Proposal: UPSTREAM.md -- better tracking of upstream code in the JDK
Kevin Rushforth
kevin.rushforth at oracle.com
Thu Apr 21 23:40:52 UTC 2022
On 4/21/2022 4:24 PM, Magnus Ihse Bursie wrote:
> On 2022-04-22 00:12, Kevin Rushforth wrote:
>>
>>
>> On 4/21/2022 2:05 PM, Magnus Ihse Bursie wrote:
>>> On 2022-04-21 22:19, Philip Race wrote:
>>>>
>>>> A "marker" file indicating something is 3rd party that may be
>>>> updated from time to time seems fine
>>>> but upgrading 3rd party libraries is already a pain so I'm not sure
>>>> how prescriptive I'd want to
>>>> be about required content beyond simple basics.
>>>>
>>>> In the client area we've started to add files called UPDATING.txt
>>>> where we put the information
>>>> related to tasks when updating. Whilst some library might want to
>>>> put that in an UPSTREAM.md
>>>> I'd want to have the option to just have one line saying "See
>>>> UPDATING.txt for ..."
>>>
>>> As I said to Kevin, I'm basically viewing UPSTREAM.md as an
>>> evolution of UPDATING.txt, so in effect you would update UPSTREAM.md
>>> instead of UPDATING.txt, but in exactly the same way (and with
>>> almost the very same content!). Of course, you can put "See
>>> UPDATINNG.txt for ..." in UPSTREAM.md, but then you'd get two files
>>> where one would do.
>>
>> Combining the instructions to update the various third-party
>> libraries into a single monolithic file seems like the wrong approach
>> to me. I think it make much more sense to have the instructions live
>> in the module in question with the third-party code being updated.
>
> I think we're just talking past each other here. I am not suggesting
> that we have a *single* UPSTREAM.md file. I am suggesting that we have
> one UPSTREAM.md file per third party library, placed exactly as you
> say with the third party code.
Yes, I definitely thought you were talking about a single file to
aggregate them all. Sorry for the misunderstanding!
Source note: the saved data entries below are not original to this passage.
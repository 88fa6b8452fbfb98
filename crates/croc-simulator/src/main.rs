//! Desktop simulator for the crocodile tracker.
//!
//! Runs the full croc-core `System` against register-level device models:
//! three INA228 monitors, an RV-8803, a u-blox receiver on the shared I2C bus
//! and an Iridium 9603 behind the AT driver. Logs are written to a directory
//! on the host that stands in for the SD card.
//!
//! Simulated time runs as fast as the host allows. A session is logged to
//! completion, then the fix log is sent over the simulated satellite link.
//!
//! # Usage
//!
//! ```text
//! RUST_LOG=info croc-simulator [card-dir] [session-minutes]
//! ```

mod dir_store;

use std::cell::RefCell;
use std::f64::consts::TAU;
use std::time::{SystemTime, UNIX_EPOCH};

use log::{error, info, warn};

use croc_core::app_state::{Command, CommandStatus, TransmitSource};
use croc_core::gnss::ublox::UBLOX_ADDRESS;
use croc_core::gnss::{GnssConfig, UbloxGnss};
use croc_core::rtc::rv8803::RV8803_ADDRESS;
use croc_core::rtc::{RtcConfig, Rv8803};
use croc_core::scheduler::Devices;
use croc_core::sensors::{Ina228, PowerChannel, PowerSensors};
use croc_core::shared_i2c_bus::SharedI2cDevice;
use croc_core::sim::{
    SimClock, SimDelay, SimFix, SimI2cBus, SimIna228, SimIridium, SimRv8803, SimUblox,
};
use croc_core::time::{DateTime, TimeZone, utc_to_local};
use croc_core::transmit::{Iridium9603, IridiumConfig};
use croc_core::System;

use dir_store::DirFileStore;

/// Loop period in simulated milliseconds.
const TICK_MS: u32 = 100;

/// The receiver publishes one epoch per simulated second.
const GNSS_EPOCH_MS: u32 = 1000;

/// Simulated seconds per day/night cycle, shortened so a short session
/// still sees the panel output swing.
const SOLAR_PERIOD_S: f64 = 600.0;

/// How far the RTC is off before the first GNSS sync, in seconds.
const RTC_DRIFT_S: i64 = -437;

/// Upper bound on transmit rounds after the session ends.
const MAX_TRANSMIT_ROUNDS: u32 = 32;

type Dev<'a> = SharedI2cDevice<'a, SimI2cBus>;

// ---------------------------------------------------------------------------
// Environment model
// ---------------------------------------------------------------------------

/// Drives the device models from simulated time: panel output, battery
/// charge current, load draw and the animal's position.
struct Environment {
    start_utc: DateTime,
    next_epoch_ms: u32,
}

impl Environment {
    fn new(start_utc: DateTime) -> Self {
        Self {
            start_utc,
            next_epoch_ms: 0,
        }
    }

    fn update(&mut self, bus: &RefCell<SimI2cBus>, now_ms: u32) {
        let t = f64::from(now_ms) / 1000.0;

        let sun = (TAU * t / SOLAR_PERIOD_S).sin().max(0.0);
        let solar_v = 6.0 + 12.0 * sun;
        let solar_a = 0.35 * sun;

        // Receiver tracking bursts add a little load every half minute.
        let gnss_a = if (t as u64 / 30) % 2 == 0 { 0.025 } else { 0.0 };
        let load_v = 3.3;
        let load_a = 0.08 + gnss_a;

        let battery_v = 3.85 + 0.2 * sun;
        let battery_a = solar_a * solar_v / battery_v - load_a * load_v / battery_v;

        let mut bus = bus.borrow_mut();
        for (channel, volts, amps) in [
            (PowerChannel::Solar, solar_v, solar_a),
            (PowerChannel::Battery, battery_v, battery_a),
            (PowerChannel::Load, load_v, load_a),
        ] {
            let (address, _, _) = channel.board_defaults();
            if let Some(ina) = bus.device_mut::<SimIna228>(address) {
                ina.set_load(volts, amps);
            }
        }

        if now_ms >= self.next_epoch_ms {
            self.next_epoch_ms = now_ms + GNSS_EPOCH_MS;
            let utc = self.start_utc.add_seconds(i64::from(now_ms / 1000));
            // A slow loop around a lagoon.
            let latitude = 29.760_45 + 0.000_8 * (TAU * t / 900.0).sin();
            let longitude = -95.369_82 + 0.001_1 * (TAU * t / 900.0).cos();
            if let Some(receiver) = bus.device_mut::<SimUblox>(UBLOX_ADDRESS) {
                receiver.publish_fix(&SimFix::at(utc, latitude, longitude));
            }
        }
    }
}

// ---------------------------------------------------------------------------
// Board bring-up
// ---------------------------------------------------------------------------

/// Attach every device model at its board address.
fn build_bus(clock: &SimClock, rtc_local: DateTime) -> SimI2cBus {
    let mut bus = SimI2cBus::new();
    for channel in PowerChannel::ALL {
        let (address, shunt, _) = channel.board_defaults();
        bus.attach(address, SimIna228::new(f64::from(shunt)));
    }
    bus.attach(RV8803_ADDRESS, SimRv8803::new(clock.clone(), rtc_local));
    bus.attach(UBLOX_ADDRESS, SimUblox::new());
    bus
}

fn init_power_sensors<'a>(
    bus: &'a RefCell<SimI2cBus>,
    delay: &mut SimDelay,
) -> Option<PowerSensors<Ina228<Dev<'a>>>> {
    let mut sensors = PowerChannel::ALL.map(|channel| {
        let (address, shunt, imax) = channel.board_defaults();
        Ina228::new(SharedI2cDevice::new(bus), address, channel.label(), shunt, imax)
    });
    for sensor in sensors.iter_mut().flatten() {
        if let Err(e) = sensor.init(delay) {
            // Keep going: a failed rail logs as zero.
            warn!("{}", e);
        }
    }
    match sensors {
        [Ok(solar), Ok(battery), Ok(load)] => Some(PowerSensors::new(solar, battery, load)),
        _ => None,
    }
}

fn init_modem(clock: &SimClock) -> Option<Iridium9603<SimIridium, SimDelay, SimClock>> {
    let mut serial = SimIridium::new(clock.clone());
    // Typical SBDIX session with a clear sky.
    serial.set_session_ms(18_000);

    let mut modem = Iridium9603::new(
        serial,
        SimDelay::new(clock.clone()),
        clock.clone(),
        IridiumConfig::default(),
    );
    match modem.begin() {
        Ok(()) => Some(modem),
        Err(e) => {
            warn!("Iridium modem not available: {}", e);
            None
        }
    }
}

fn host_utc() -> DateTime {
    let secs = SystemTime::now()
        .duration_since(UNIX_EPOCH)
        .map(|d| d.as_secs())
        .unwrap_or_default();
    DateTime::from_epoch_seconds(secs as i64)
}

// ---------------------------------------------------------------------------
// Entry point
// ---------------------------------------------------------------------------

fn main() {
    env_logger::init();

    let mut args = std::env::args().skip(1);
    let card_dir = args.next().unwrap_or_else(|| "sim-card".into());
    let session_minutes: u16 = match args.next().map(|s| s.parse()) {
        None => 5,
        Some(Ok(minutes)) => minutes,
        Some(Err(e)) => {
            error!("session minutes: {}", e);
            std::process::exit(2);
        }
    };

    info!("Starting crocodile tracker simulator, card at {}", card_dir);

    let store = match DirFileStore::open(&card_dir) {
        Ok(store) => store,
        Err(e) => {
            error!("cannot use {} as card: {}", card_dir, e);
            std::process::exit(1);
        }
    };

    let clock = SimClock::new();
    let start_utc = host_utc();
    let rtc_local = utc_to_local(start_utc, TimeZone::Cdt).add_seconds(RTC_DRIFT_S);
    let bus = RefCell::new(build_bus(&clock, rtc_local));
    let mut environment = Environment::new(start_utc);
    environment.update(&bus, clock.now());

    let mut delay = SimDelay::new(clock.clone());
    let Some(sensors) = init_power_sensors(&bus, &mut delay) else {
        error!("power monitor calibration rejected");
        std::process::exit(1);
    };

    let mut rtc = Rv8803::new(SharedI2cDevice::new(&bus));
    if let Err(e) = rtc.initialize(&RtcConfig::default()) {
        warn!("RTC: {}", e);
    }
    let mut gnss = UbloxGnss::new(SharedI2cDevice::new(&bus));
    if let Err(e) = gnss.initialize(GnssConfig::default(), &mut delay, &clock) {
        warn!("GNSS: {}", e);
    }

    let modem = init_modem(&clock);
    let mut system = match System::new(
        Devices { sensors, rtc, gnss },
        store,
        modem,
        delay,
        clock.clone(),
    ) {
        Ok(system) => system,
        Err(e) => {
            error!("boot failed: {}", e);
            std::process::exit(1);
        }
    };

    for command in [
        Command::SetSessionDuration {
            minutes: session_minutes,
        },
        Command::Start,
    ] {
        let status = system.handle_command(command);
        if !status.is_ok() {
            error!("{:?}", status);
            std::process::exit(1);
        }
    }

    // -----------------------------------------------------------------------
    // Acquisition
    // -----------------------------------------------------------------------
    while system.scheduler().is_logging() {
        clock.advance(TICK_MS);
        environment.update(&bus, clock.now());
        system.poll();
    }

    let stats = *system.scheduler().stats();
    let sync = *system.time_manager().stats();
    info!(
        "session done: {} samples, {} sensor failures, {} write failures, {} fix lines, \
         {} syncs ok / {} failed",
        stats.samples,
        stats.sensor_failures,
        stats.write_failures,
        stats.fix_lines,
        sync.successful_syncs,
        sync.failed_syncs
    );

    // -----------------------------------------------------------------------
    // Satellite upload
    // -----------------------------------------------------------------------
    for _ in 0..MAX_TRANSMIT_ROUNDS {
        match system.handle_command(Command::Transmit(TransmitSource::FixLog)) {
            CommandStatus::Transmitted(report) => {
                info!(
                    "sent {} bytes (crc {:02x}) in {} attempt(s), {} bytes left",
                    report.bytes_sent, report.crc8, report.attempts, report.remaining_bytes
                );
                if report.remaining_bytes == 0 {
                    break;
                }
            }
            other => {
                info!("transmission stopped: {:?}", other);
                break;
            }
        }
    }

    let tx = system.pipeline().stats();
    info!(
        "uplink: {} sessions, {} bytes delivered, simulated time {} s",
        tx.sessions,
        tx.bytes_sent,
        clock.now() / 1000
    );
    info!("Simulator exiting");
}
>>>> I'm not sure we really need to include the current version in there.
>>>> Then we'd perhaps be able to avoid updating this file every time.
>>> If we want to keep track of the URL where we downloaded the actual
>>> source release from, we will need to update the file anyway.
>>>
>>> If the cost of updating the file is too high, we can do with a more
>>> "static" file that just serves as a marker for external code. That
>>> would indeed solve the problems I was running into, that triggered
>>> my thinking about this. And it is probably possible in most cases to
>>> trace what version where included by finding the latest changed
>>> files in the directory, and looking up the corresponding issue on JBS.
>>>
>>> But I still can't help thinking it would be good to have it stored
>>> in the source code repo what version we actually included. I think
>>> the cost of maintaining this would be low (compared to the other
>>> work required when upgrading, updating two lines in a text file is
>>> not really a big thing), and it would mean that the version
>>> information will be "co-located" with the source code. You can check
>>> out any commit whatsoever, and find out what versions of external
>>> source code where included.
>>>
>>> As I said to Kevin, I think it would be a missed opportunity not to
>>> track versions systematically.
>>
>> But we do track the version systematically -- in the xxx.md file for
>> each third-party software. Updating that legal/xxx.md file is a
>> requirement which doesn't go away if you store it in a second
>> location. It just leads to duplication.
>
> Well, it's kind of semi-systematically, if you ask me. Here are some
> excerpts:
>
> java.base/share/legal/icu.md:## International Components for Unicode
> (ICU4J) v70.1
> java.base/share/legal/public_suffix.md:## Mozilla Public Suffix List
> java.base/share/legal/unicode.md:## The Unicode Standard, Unicode
> Character Database, Version 14.0.0
>
> But sure, I get your point that this is already stored here. Let's
> drop that part of my proposal. (And maybe we can try to be more
> rigorous in the future on how we describe project name and version in
> the legal .md files.)
OK.
-- Kevin
>
> /Magnus
>
>>
>> -- Kevin
>>
>>>> BTW the true "upstream location" is more usually a site to download
>>>> foo-1.2.3.tar.gz .. not some repo tag.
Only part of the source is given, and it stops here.